Der Religionswissenschaftler Dr. Michael Blume im Deutschlandfunk
Evolution der Religion


Interessant.

Religion ist theortischer Natur, Moral und Werte Günden auf dieser und machen sie damit grundsätzlich Fragwürdg weil jede Religion etwas anderes für richtig hält.
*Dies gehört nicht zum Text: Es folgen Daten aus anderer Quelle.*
use crate::error::{Error, Result};
use std::fmt;
use std::str::FromStr;

/// Zero sentinel for `HH:MM` results
pub const ZERO_HM: &str = "00:00";
/// Zero sentinel for `HH:MM:SS` values
pub const ZERO_HMS: &str = "00:00:00";

pub const SECONDS_PER_MINUTE: u64 = 60;
pub const SECONDS_PER_HOUR: u64 = 3600;

/// Shapes accepted for a seconds-precision clock value.
///
/// The two-field short form is read as minutes and seconds: `"5:07"` is
/// treated as `"00:5:07"`, not as five hours and seven minutes. Callers
/// that hold hours:minutes text should use [`parse_hm_minutes`].
#[derive(Debug, Clone, Copy, PartialEq, Eq)]
pub enum ClockText {
    MinutesSeconds { minutes: u64, seconds: u64 },
    HoursMinutesSeconds { hours: u64, minutes: u64, seconds: u64 },
}

impl ClockText {
    pub fn parse(input: &str) -> Result<Self> {
        let text = input.trim();
        let fields: Vec<&str> = text.split(':').collect();

        match fields.as_slice() {
            [minutes, seconds] => {
                // Short form is 1-2 digits then exactly 2 digits
                if !(1..=2).contains(&minutes.len()) || seconds.len() != 2 {
                    return Err(Error::format(
                        input,
                        "short form must look like M:SS or MM:SS",
                    ));
                }
                Ok(ClockText::MinutesSeconds {
                    minutes: parse_field(input, minutes)?,
                    seconds: parse_field(input, seconds)?,
                })
            }
            [hours, minutes, seconds] => Ok(ClockText::HoursMinutesSeconds {
                hours: parse_field(input, hours)?,
                minutes: parse_field(input, minutes)?,
                seconds: parse_field(input, seconds)?,
            }),
            _ => Err(Error::format(
                input,
                format!("expected 2 or 3 ':'-separated fields, found {}", fields.len()),
            )),
        }
    }

    pub fn total_seconds(self) -> Result<u64> {
        let (hours, minutes, seconds) = match self {
            ClockText::MinutesSeconds { minutes, seconds } => (0, minutes, seconds),
            ClockText::HoursMinutesSeconds {
                hours,
                minutes,
                seconds,
            } => (hours, minutes, seconds),
        };

        hours
            .checked_mul(SECONDS_PER_HOUR)
            .and_then(|h| minutes.checked_mul(SECONDS_PER_MINUTE).map(|m| (h, m)))
            .and_then(|(h, m)| h.checked_add(m))
            .and_then(|hm| hm.checked_add(seconds))
            .ok_or_else(|| Error::format(&self.to_string(), "duration is too large"))
    }
}

impl fmt::Display for ClockText {
    fn fmt(&self, f: &mut fmt::Formatter<'_>) -> fmt::Result {
        match self {
            ClockText::MinutesSeconds { minutes, seconds } => {
                write!(f, "00:{:02}:{:02}", minutes, seconds)
            }
            ClockText::HoursMinutesSeconds {
                hours,
                minutes,
                seconds,
            } => write!(f, "{:02}:{:02}:{:02}", hours, minutes, seconds),
        }
    }
}

/// A non-negative duration held as whole seconds.
#[derive(Debug, Clone, Copy, PartialEq, Eq, PartialOrd, Ord, Hash, Default)]
pub struct ClockDuration(u64);

impl ClockDuration {
    pub const ZERO: ClockDuration = ClockDuration(0);

    pub fn from_secs(secs: u64) -> Self {
        ClockDuration(secs)
    }

    pub fn as_secs(self) -> u64 {
        self.0
    }

    /// Whole minutes, remainder dropped
    pub fn as_minutes(self) -> u64 {
        self.0 / SECONDS_PER_MINUTE
    }

    pub fn is_zero(self) -> bool {
        self.0 == 0
    }
}

impl FromStr for ClockDuration {
    type Err = Error;

    fn from_str(s: &str) -> Result<Self> {
        ClockText::parse(s)?.total_seconds().map(ClockDuration)
    }
}

impl fmt::Display for ClockDuration {
    fn fmt(&self, f: &mut fmt::Formatter<'_>) -> fmt::Result {
        let secs = self.0;
        write!(
            f,
            "{:02}:{:02}:{:02}",
            secs / SECONDS_PER_HOUR,
            (secs / SECONDS_PER_MINUTE) % 60,
            secs % SECONDS_PER_MINUTE
        )
    }
}

/// Parse `HH:MM:SS` (or the `M:SS` short form) into total seconds.
pub fn parse_hms(duration: &str) -> Result<u64> {
    duration.parse::<ClockDuration>().map(ClockDuration::as_secs)
}

/// Parse `H:MM` hours:minutes text into total minutes.
pub fn parse_hm_minutes(duration: &str) -> Result<u64> {
    let text = duration.trim();
    let (hours, minutes) = text
        .split_once(':')
        .ok_or_else(|| Error::format(duration, "expected H:MM"))?;
    if minutes.contains(':') {
        return Err(Error::format(duration, "expected exactly 2 fields"));
    }

    let hours = parse_field(duration, hours)?;
    let minutes = parse_field(duration, minutes)?;

    hours
        .checked_mul(60)
        .and_then(|h| h.checked_add(minutes))
        .ok_or_else(|| Error::format(duration, "duration is too large"))
}

/// Render seconds as `HH:MM:SS`
pub fn format_hms(secs: u64) -> String {
    ClockDuration::from_secs(secs).to_string()
}

/// Render minutes as `HH:MM`
pub fn format_hm(minutes: u64) -> String {
    format!("{:02}:{:02}", minutes / 60, minutes % 60)
}

fn parse_field(input: &str, field: &str) -> Result<u64> {
    if field.is_empty() || !field.bytes().all(|b| b.is_ascii_digit()) {
        return Err(Error::format(
            input,
            format!("field '{}' is not a whole number", field),
        ));
    }
    field
        .parse()
        .map_err(|_| Error::format(input, format!("field '{}' is out of range", field)))
}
Religion ist das Instrument des Mannes um auszudrücken welches Weiblichkeit seit Äonen praktiziert (Liebe und alles was dazu gehört). Evolution im Werke der Zufälligkeit lässt fulminantes Leben in seiner Form schwerlich erklärbar gestalten. Nennen wir es die Natur mit ihren Werkzeugen, es ist die Natur der Natur selbst. Diverser Überfluss, exorbitant virtuose Komplexität wie ulkig fantastische Ausbildungen des Lebens der Natur sind mit der Evolutionstheorie/lehre im Zeichen des Zufalls schwerlich erklärbar. Jedoch sind die Dinge welche wir heute schwerlich uns begreiflich zu machen verstehen durchaus in ihrer Ganzheit als eine Form Evolution als Werkzeug der Natur zu begreifen so wie man den Menschen/Menschheit [in ihm gegebener Natur stehend] als Werkzeug der Natur verstehen könnte. Findungsprozesse der Evolution (Veränderung Mutation) sind nicht zufällig determiniert sondern korrelieren in Abhängigkeit zur Wellenstruktur in Molekülsubstanz. Die positiven Auswirkungen der Gemeinsamkeit (in Religion) lassen auch ohne dieses generieren, für Fortpflanzung braucht es keine religöse Aufforderung. Religionen lassen sich mißbrauchen. Eine wahre Lehre lässt sich nicht mißbrauchen.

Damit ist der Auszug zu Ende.